スーツケースとキャリーケースの違いとは?
結論から言うと、現在では「スーツケース」と「キャリーケース」に明確な違いはなく、ほぼ同じ意味で使われています。
では、なぜ2つの呼び方があるのでしょうか?
それぞれの言葉の由来
- スーツケース: 元々は「スーツ」を入れる「ケース」のこと。つまり、洋服をシワなく運ぶためのもので、最初はキャスター(車輪)が付いていませんでした。
- キャリーケース: 「運ぶ(Carry)」と「ケース(Case)」を組み合わせた、日本で作られた和製英語です。「キャリーバッグ」と呼ばれることもあります。
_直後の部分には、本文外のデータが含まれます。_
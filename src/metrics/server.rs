//! Prometheus exporter.
//!
//! Serves `/metrics` for scrapers and `/health` as a JSON liveness check.
//! The server runs on its own thread and runtime so the capture and
//! processing threads stay synchronous.

use crate::metrics::MetricsRegistry;
use axum::{
    extract::State, http::StatusCode, response::IntoResponse, routing::get, Json, Router,
};
use std::net::SocketAddr;
use thiserror::Error;
use tower_http::cors::CorsLayer;

/// Errors that can occur during metrics server operations.
#[derive(Debug, Error)]
pub enum ServerError {
    #[error("failed to bind to address: {0}")]
    Bind(#[from] std::io::Error),

    #[error("server error: {0}")]
    Server(String),
}

/// Configuration for the metrics server.
#[derive(Debug, Clone)]
pub struct MetricsServerConfig {
    /// Address to bind the server to.
    pub bind_addr: SocketAddr,
}

impl Default for MetricsServerConfig {
    fn default() -> Self {
        Self {
            bind_addr: ([0, 0, 0, 0], 9090).into(),
        }
    }
}

impl MetricsServerConfig {
    /// Creates a config with a custom port.
    pub fn with_port(port: u16) -> Self {
        Self {
            bind_addr: ([0, 0, 0, 0], port).into(),
        }
    }
}

/// HTTP server exposing `/metrics` and `/health`.
pub struct MetricsServer {
    config: MetricsServerConfig,
    registry: MetricsRegistry,
}

impl MetricsServer {
    /// Creates a server over a handle to the shared registry.
    pub fn new(config: MetricsServerConfig, registry: MetricsRegistry) -> Self {
        Self { config, registry }
    }

    /// Runs the server until the runtime shuts down.
    pub async fn run(self) -> Result<(), ServerError> {
        let app = Router::new()
            .route("/metrics", get(metrics_handler))
            .route("/health", get(health_handler))
            .layer(CorsLayer::permissive())
            .with_state(self.registry);

        let listener = tokio::net::TcpListener::bind(self.config.bind_addr).await?;

        tracing::info!(
            addr = %self.config.bind_addr,
            "Metrics server listening"
        );

        axum::serve(listener, app)
            .await
            .map_err(|e| ServerError::Server(e.to_string()))?;

        Ok(())
    }

    /// Runs the server on a dedicated thread with its own runtime.
    ///
    /// The thread lives until the process exits.
    pub fn spawn(self) -> std::io::Result<std::thread::JoinHandle<()>> {
        std::thread::Builder::new()
            .name("metrics".into())
            .spawn(move || {
                let runtime = match tokio::runtime::Builder::new_multi_thread()
                    .worker_threads(1)
                    .enable_all()
                    .build()
                {
                    Ok(runtime) => runtime,
                    Err(e) => {
                        tracing::error!(error = %e, "Failed to start metrics runtime");
                        return;
                    }
                };
                if let Err(e) = runtime.block_on(self.run()) {
                    tracing::error!(error = %e, "Metrics server stopped");
                }
            })
    }
}

/// Serves the registry in the Prometheus text format.
async fn metrics_handler(State(registry): State<MetricsRegistry>) -> impl IntoResponse {
    match registry.encode() {
        Ok(output) => (
            StatusCode::OK,
            [("content-type", "text/plain; version=0.0.4; charset=utf-8")],
            output,
        ),
        Err(e) => {
            tracing::warn!(error = %e, "Metrics scrape failed");
            (
                StatusCode::INTERNAL_SERVER_ERROR,
                [("content-type", "text/plain; charset=utf-8")],
                format!("Failed to encode metrics: {}", e),
            )
        }
    }
}

/// Liveness check.
async fn health_handler() -> impl IntoResponse {
    Json(serde_json::json!({
        "status": "ok",
        "version": crate::VERSION,
    }))
}

#[cfg(test)]
mod tests {
    use super::*;
    use crate::metrics::CaptureSnapshot;
    use axum::body::to_bytes;
    use axum::response::IntoResponse;

    #[test]
    fn test_exporter_port() {
        assert_eq!(MetricsServerConfig::default().bind_addr.port(), 9090);
        assert_eq!(MetricsServerConfig::with_port(9464).bind_addr.port(), 9464);
    }

    #[tokio::test]
    async fn test_scrape_reports_capture_totals() {
        let registry = MetricsRegistry::new().unwrap();
        registry.update_capture(&CaptureSnapshot {
            frames_captured: 42,
            frames_dropped: 3,
            queue_depth: 1,
        });

        let response = metrics_handler(State(registry)).await.into_response();
        assert_eq!(response.status(), StatusCode::OK);

        let body = to_bytes(response.into_body(), usize::MAX).await.unwrap();
        let text = String::from_utf8(body.to_vec()).unwrap();
        assert!(text.contains("motion_sentry_frames_captured_total 42"));
        assert!(text.contains("motion_sentry_frames_dropped_total 3"));
    }

    #[tokio::test]
    async fn test_health_reports_version() {
        let response = health_handler().await.into_response();
        let body = to_bytes(response.into_body(), usize::MAX).await.unwrap();
        let value: serde_json::Value = serde_json::from_slice(&body).unwrap();
        assert_eq!(value["status"], "ok");
        assert_eq!(value["version"], crate::VERSION);
    }
}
昔は「車輪の有無」が違いでしたが、今ではほとんどすべてのスーツケースにキャスターが付いています。そのため、実用的な意味での区別はなくなった、というわけです。
海外では通じる?正しい呼び方
英語圏で「キャリーケース(Carry case)」と言っても、まず通じません。
海外の空港で「スーツケース」と言えば、たいていは通じます。ただし、イメージとしては「衣類を入れる大きな箱型の鞄」というニュアンスが強いです。より正確に「キャスター付きの鞄」を伝えたい場合は、「トロリーバッグ(Trolley bag)」または「キャリーオン(Carry-on:機内持ち込みサイズの場合)」という言葉が使われます。
まとめ
- 国内販売サイトやお店では「スーツケース」も「キャリーケース」も同じ意味でOK。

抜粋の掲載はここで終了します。